:: PROBLEM TO SOLVE ::
Retype exactly the lines that run from the start of the data to the line holding "cardsmith managers [FILTER]", including both, and only those.

:: INPUT MATERIAL ::

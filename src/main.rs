//! cardsmith CLI
//!
//! Usage:
//!   cardsmith render <KIND> [OPTIONS]   Fill a card and export it as PNG
//!   cardsmith managers [FILTER]         List manager names
//!   cardsmith lookup <NAME>             Resolve one manager and its photo

use std::path::{Path, PathBuf};
use std::sync::Arc;
use std::time::Duration;

use anyhow::{bail, Context};
use clap::{Parser, Subcommand};
use log::{info, warn};

use cardsmith::data_url;
use cardsmith::lookup::airtable::{fetch_photo, AirtableStore};
use cardsmith::{
    Applied, CardKind, CardsmithConfig, DirectorySink, Exporter, Field, FontMeasure, FormAction, ImageSlot,
    LogNotifier, LookupOutcome, ManagerDirectory, MemoryStore, RecordStore, Session, StoreConfig, Typeface,
};

#[derive(Parser)]
#[command(name = "cardsmith", about = "Generate greeting cards as PNG files", version)]
struct Cli {
    /// Enable verbose logging
    #[arg(short, long, global = true)]
    verbose: bool,

    /// Read manager records from a JSON file instead of the Airtable API
    #[arg(long, global = true)]
    records: Option<PathBuf>,

    /// Print results as JSON
    #[arg(long, global = true)]
    json: bool,

    #[command(subcommand)]
    command: Commands,
}

#[derive(Subcommand)]
enum Commands {
    /// Fill a card and export it
    Render {
        /// birthday, anniversary or onboarding (welcome)
        kind: CardKind,

        #[arg(long)]
        name: Option<String>,

        #[arg(long)]
        designation: Option<String>,

        /// Years of service (anniversary)
        #[arg(long)]
        years: Option<String>,

        #[arg(long)]
        location: Option<String>,

        #[arg(long)]
        email: Option<String>,

        #[arg(long)]
        phone: Option<String>,

        #[arg(long)]
        education: Option<String>,

        /// Welcome message (onboarding)
        #[arg(long)]
        message: Option<String>,

        /// Reporting manager; their photo is looked up unless --manager-photo is given
        #[arg(long)]
        manager: Option<String>,

        #[arg(long)]
        manager_message: Option<String>,

        /// Photo of the new joiner
        #[arg(long)]
        photo: Option<PathBuf>,

        /// Photo of the manager
        #[arg(long)]
        manager_photo: Option<PathBuf>,

        /// Output directory
        #[arg(short, long, default_value = ".")]
        out: PathBuf,

        /// TrueType font used for measuring and drawing text
        #[arg(long)]
        font: Option<PathBuf>,

        /// Export scale
        #[arg(long, default_value = "2")]
        scale: u32,
    },

    /// List manager names
    Managers {
        /// Only names containing this text (case-insensitive)
        filter: Option<String>,
    },

    /// Resolve a manager name to a record with photo
    Lookup {
        name: String,
    },
}

fn init_logging(verbose: bool) {
    let level = if verbose { "debug" } else { "warn" };
    env_logger::Builder::from_env(env_logger::Env::default().default_filter_or(level)).init();
}

fn open_store(records: Option<&Path>, config: &StoreConfig) -> anyhow::Result<Arc<dyn RecordStore>> {
    match records {
        Some(path) => {
            let json = std::fs::read_to_string(path)
                .with_context(|| format!("reading records from {}", path.display()))?;
            Ok(Arc::new(MemoryStore::from_json(&json)?))
        }
        None => {
            if !config.has_credentials() {
                warn!("AIRTABLE_API_KEY / AIRTABLE_BASE_ID not set; lookups will fail");
            }
            Ok(Arc::new(AirtableStore::new(config.clone())?))
        }
    }
}

fn load_photo(path: &Path) -> anyhow::Result<String> {
    let bytes = std::fs::read(path).with_context(|| format!("reading photo {}", path.display()))?;
    let mime = data_url::image_mime(&bytes).with_context(|| format!("reading photo {}", path.display()))?;
    Ok(data_url::encode(mime, &bytes))
}

fn load_typeface(font: Option<&Path>) -> anyhow::Result<Typeface> {
    match font {
        Some(path) => {
            let measure = FontMeasure::load(path).with_context(|| format!("loading font {}", path.display()))?;
            Ok(Typeface::TrueType(measure))
        }
        None => Ok(Typeface::embedded()?),
    }
}

#[tokio::main]
async fn main() -> anyhow::Result<()> {
    let cli = Cli::parse();
    init_logging(cli.verbose);

    let mut config = CardsmithConfig { store: StoreConfig::from_env(), ..CardsmithConfig::default() };
    let store = open_store(cli.records.as_deref(), &config.store)?;
    let directory =
        ManagerDirectory::new(store, Arc::new(LogNotifier)).with_limit(config.lookup_limit);

    match cli.command {
        Commands::Managers { filter } => {
            let names = directory.list_all_names().await;
            let names: Vec<&String> = match filter.as_deref() {
                Some(f) => {
                    let needle = f.to_lowercase();
                    names.iter().filter(|n| n.to_lowercase().contains(&needle)).collect()
                }
                None => names.iter().collect(),
            };
            if cli.json {
                println!("{}", serde_json::to_string_pretty(&names)?);
            } else {
                for name in names {
                    println!("{}", name);
                }
            }
        }
        Commands::Lookup { name } => {
            let found = directory
                .find_manager(&name)
                .await
                .with_context(|| format!("looking up manager '{}'", name))?;
            match (found, cli.json) {
                (found, true) => println!("{}", serde_json::to_string_pretty(&found)?),
                (Some(record), false) => println!("{}\t{}", record.name, record.photo_url),
                (None, false) => println!("No manager image found for '{}'", name),
            }
        }
        Commands::Render {
            kind,
            name,
            designation,
            years,
            location,
            email,
            phone,
            education,
            message,
            manager,
            manager_message,
            photo,
            manager_photo,
            out,
            font,
            scale,
        } => {
            config.output_dir = out;
            config.export_scale = scale;
            config.font_path = font;

            let typeface = Arc::new(load_typeface(config.font_path.as_deref())?);
            let exporter = Exporter::new(typeface.clone(), Arc::new(DirectorySink::new(&config.output_dir)))
                .with_scale(config.export_scale);
            let mut session = Session::new(kind, typeface, exporter, Arc::new(LogNotifier))
                .with_directory(directory, config.debounce());

            let texts = [
                (Field::Name, name),
                (Field::Designation, designation),
                (Field::YearsOfService, years),
                (Field::Location, location),
                (Field::Email, email),
                (Field::Phone, phone),
                (Field::Education, education),
                (Field::WelcomeMessage, message),
                (Field::ManagerMessage, manager_message),
            ];
            for (field, value) in texts {
                if let Some(value) = value {
                    if session.set_text(field, value.as_str()) == Applied::Rejected {
                        bail!("{:?} value '{}' is not valid for a {} card", field, value, kind);
                    }
                }
            }

            if let Some(path) = photo {
                let payload = load_photo(&path)?;
                if session.edit(FormAction::SetImage(ImageSlot::User, Some(payload))) == Applied::Rejected {
                    bail!("{} cards do not take photos", kind);
                }
            }

            match (manager, manager_photo) {
                (Some(manager), Some(path)) => {
                    session.set_text(Field::ReportingManager, manager.as_str());
                    let payload = load_photo(&path)?;
                    session.edit(FormAction::SetImage(ImageSlot::Manager, Some(payload)));
                }
                (Some(manager), None) if kind.supports_images() => {
                    if let LookupOutcome::Applied(record) = session.lookup_manager(&manager).await {
                        if !data_url::is_data_url(&record.photo_url) {
                            let client = reqwest::Client::builder()
                                .timeout(Duration::from_millis(config.store.timeout_ms))
                                .build()?;
                            match fetch_photo(&client, &record.photo_url).await {
                                Ok(payload) => {
                                    session.edit(FormAction::SetImage(ImageSlot::Manager, Some(payload)));
                                }
                                Err(e) => warn!("could not download manager photo: {}", e),
                            }
                        }
                    }
                }
                (Some(manager), None) => {
                    session.set_text(Field::ReportingManager, manager.as_str());
                }
                (None, Some(path)) => {
                    let payload = load_photo(&path)?;
                    session.edit(FormAction::SetImage(ImageSlot::Manager, Some(payload)));
                }
                (None, None) => {}
            }

            if !session.can_download() {
                let missing: Vec<String> = kind
                    .required_fields()
                    .iter()
                    .filter(|f| session.form().get(**f).is_empty())
                    .map(|f| format!("{:?}", f))
                    .collect();
                bail!("missing required fields: {}", missing.join(", "));
            }

            let artifact = session.download().await.context("exporting card")?;
            let path = &artifact.path;
            info!("wrote {}", path.display());
            if cli.json {
                let summary = serde_json::json!({
                    "file": path,
                    "width": artifact.width,
                    "height": artifact.height,
                    "bytes": artifact.png_data.len(),
                });
                println!("{}", serde_json::to_string_pretty(&summary)?);
            } else {
                println!("{}", path.display());
            }
        }
    }

    Ok(())
}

:: ANSWER SECTION ::
filename src/main.rs
//! cardsmith CLI
//!
//! Usage:
//!   cardsmith render <KIND> [OPTIONS]   Fill a card and export it as PNG
//!   cardsmith managers [FILTER]         List manager names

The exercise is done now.